Could you write out the data that follows, exactly and in full?

##### Exercise data

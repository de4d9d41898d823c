use std::fmt;

use crate::spotify::Link;

const USER_PREFIX: &str = "spotify:user:";
const PLAYLIST_PREFIX: &str = "spotify:playlist:";
const ALBUM_PREFIX: &str = "spotify:album:";
const ARTIST_PREFIX: &str = "spotify:artist:";
const TOP_PREFIX: &str = "spotify:top:";
const YOUR_PREFIX: &str = "spotify:your:";
const PLAYLISTS_PREFIX: &str = "spotify:playlists:";

#[derive(Debug, Clone, Copy, PartialEq, Eq)]
pub enum TopList {
    Tracks,
    Artists,
}

impl TopList {
    pub fn as_str(&self) -> &'static str {
        match self {
            TopList::Tracks => "tracks",
            TopList::Artists => "artists",
        }
    }
}

impl fmt::Display for TopList {
    fn fmt(&self, f: &mut fmt::Formatter<'_>) -> fmt::Result {
        f.write_str(self.as_str())
    }
}

#[derive(Debug, Clone, Copy, PartialEq, Eq)]
pub enum YourMusic {
    Tracks,
    Albums,
}

impl YourMusic {
    pub fn as_str(&self) -> &'static str {
        match self {
            YourMusic::Tracks => "tracks",
            YourMusic::Albums => "albums",
        }
    }
}

impl fmt::Display for YourMusic {
    fn fmt(&self, f: &mut fmt::Formatter<'_>) -> fmt::Result {
        f.write_str(self.as_str())
    }
}

/// Where a dynamic browse URI leads.
///
/// Parsing is pure; nothing here touches the catalog.
#[derive(Debug, Clone, PartialEq, Eq)]
pub enum Route {
    /// `spotify:playlist:..` or `spotify:user:..`, handed to the playlist listing.
    Playlist(String),
    Album(Link),
    Artist(Link),
    TopList(TopList),
    YourMusic(YourMusic),
    FeaturedPlaylists,
    /// A recognised namespace with a variant that has nothing to list.
    Empty,
    /// A recognised namespace whose URI could not be parsed.
    Invalid(String),
    Unknown,
}

impl Route {
    pub fn parse(uri: &str) -> Route {
        if uri.starts_with(USER_PREFIX) || uri.starts_with(PLAYLIST_PREFIX) {
            return Route::Playlist(uri.to_string());
        }

        if uri.starts_with(ALBUM_PREFIX) {
            return match Link::from_uri(uri) {
                Ok(link) => Route::Album(link),
                Err(e) => Route::Invalid(e.to_string()),
            };
        }

        if uri.starts_with(ARTIST_PREFIX) {
            return match Link::from_uri(uri) {
                Ok(link) => Route::Artist(link),
                Err(e) => Route::Invalid(e.to_string()),
            };
        }

        if let Some(rest) = uri.strip_prefix(TOP_PREFIX) {
            return match segments(rest).as_slice() {
                ["tracks"] => Route::TopList(TopList::Tracks),
                ["artists"] => Route::TopList(TopList::Artists),
                [_] => Route::Empty,
                _ => Route::Invalid("Toplist URI parsing failed".to_string()),
            };
        }

        // Unlike top lists, a wrong segment count here is an unknown URI.
        if let Some(rest) = uri.strip_prefix(YOUR_PREFIX) {
            match segments(rest).as_slice() {
                ["tracks"] => return Route::YourMusic(YourMusic::Tracks),
                ["albums"] => return Route::YourMusic(YourMusic::Albums),
                [_] => return Route::Empty,
                _ => {}
            }
        }

        if let Some(rest) = uri.strip_prefix(PLAYLISTS_PREFIX) {
            match segments(rest).as_slice() {
                ["featured"] => return Route::FeaturedPlaylists,
                [_] => return Route::Empty,
                _ => {}
            }
        }

        Route::Unknown
    }
}

/// Colon separated segments of a URI remainder. An empty remainder is a
/// single empty segment, so `spotify:top:` is an unsupported top list.
fn segments(rest: &str) -> Vec<&str> {
    rest.split(':').collect()
}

##########

Answer space -
repository de4d9d41898d823c
use std::fmt;

use crate::spotify::Link;

const USER_PREFIX: &str = "spotify:user:";
const PLAYLIST_PREFIX: &str = "spotify:playlist:";
const ALBUM_PREFIX: &str = "spotify:album:";
const ARTIST_PREFIX: &str = "spotify:artist:";
const TOP_PREFIX: &str = "spotify:top:";
const YOUR_PREFIX: &str = "spotify:your:";
const PLAYLISTS_PREFIX: &str = "spotify:playlists:";

#[derive(Debug, Clone, Copy, PartialEq, Eq)]
pub enum TopList {
    Tracks,
    Artists,
}

impl TopList {
    pub fn as_str(&self) -> &'static str {
        match self {
            TopList::Tracks => "tracks",
            TopList::Artists => "artists",
        }
    }
}

impl fmt::Display for TopList {
    fn fmt(&self, f: &mut fmt::Formatter<'_>) -> fmt::Result {
        f.write_str(self.as_str())
    }
}

#[derive(Debug, Clone, Copy, PartialEq, Eq)]
pub enum YourMusic {
    Tracks,
    Albums,
}

impl YourMusic {
    pub fn as_str(&self) -> &'static str {
        match self {
            YourMusic::Tracks => "tracks",
            YourMusic::Albums => "albums",
        }
    }
}

impl fmt::Display for YourMusic {
    fn fmt(&self, f: &mut fmt::Formatter<'_>) -> fmt::Result {
        f.write_str(self.as_str())
    }
}

/// Where a dynamic browse URI leads.
///
/// Parsing is pure; nothing here touches the catalog.
#[derive(Debug, Clone, PartialEq, Eq)]
pub enum Route {
    /// `spotify:playlist:..` or `spotify:user:..`, handed to the playlist listing.
    Playlist(String),
    Album(Link),
    Artist(Link),
    TopList(TopList),
    YourMusic(YourMusic),
    FeaturedPlaylists,
    /// A recognised namespace with a variant that has nothing to list.
    Empty,
    /// A recognised namespace whose URI could not be parsed.
    Invalid(String),
    Unknown,
}

impl Route {
    pub fn parse(uri: &str) -> Route {
        if uri.starts_with(USER_PREFIX) || uri.starts_with(PLAYLIST_PREFIX) {
            return Route::Playlist(uri.to_string());
        }

        if uri.starts_with(ALBUM_PREFIX) {
            return match Link::from_uri(uri) {
                Ok(link) => Route::Album(link),
                Err(e) => Route::Invalid(e.to_string()),
            };
        }

        if uri.starts_with(ARTIST_PREFIX) {
            return match Link::from_uri(uri) {
                Ok(link) => Route::Artist(link),
                Err(e) => Route::Invalid(e.to_string()),
            };
        }

        if let Some(rest) = uri.strip_prefix(TOP_PREFIX) {
            return match segments(rest).as_slice() {
                ["tracks"] => Route::TopList(TopList::Tracks),
                ["artists"] => Route::TopList(TopList::Artists),
                [_] => Route::Empty,
                _ => Route::Invalid("Toplist URI parsing failed".to_string()),
            };
        }

        // Unlike top lists, a wrong segment count here is an unknown URI.
        if let Some(rest) = uri.strip_prefix(YOUR_PREFIX) {
            match segments(rest).as_slice() {
                ["tracks"] => return Route::YourMusic(YourMusic::Tracks),
                ["albums"] => return Route::YourMusic(YourMusic::Albums),
                [_] => return Route::Empty,
                _ => {}
            }
        }

        if let Some(rest) = uri.strip_prefix(PLAYLISTS_PREFIX) {
            match segments(rest).as_slice() {
                ["featured"] => return Route::FeaturedPlaylists,
                [_] => return Route::Empty,
                _ => {}
            }
        }

        Route::Unknown
    }
}

/// Colon separated segments of a URI remainder. An empty remainder is a
/// single empty segment, so `spotify:top:` is an unsupported top list.
fn segments(rest: &str) -> Vec<&str> {
    rest.split(':').collect()
}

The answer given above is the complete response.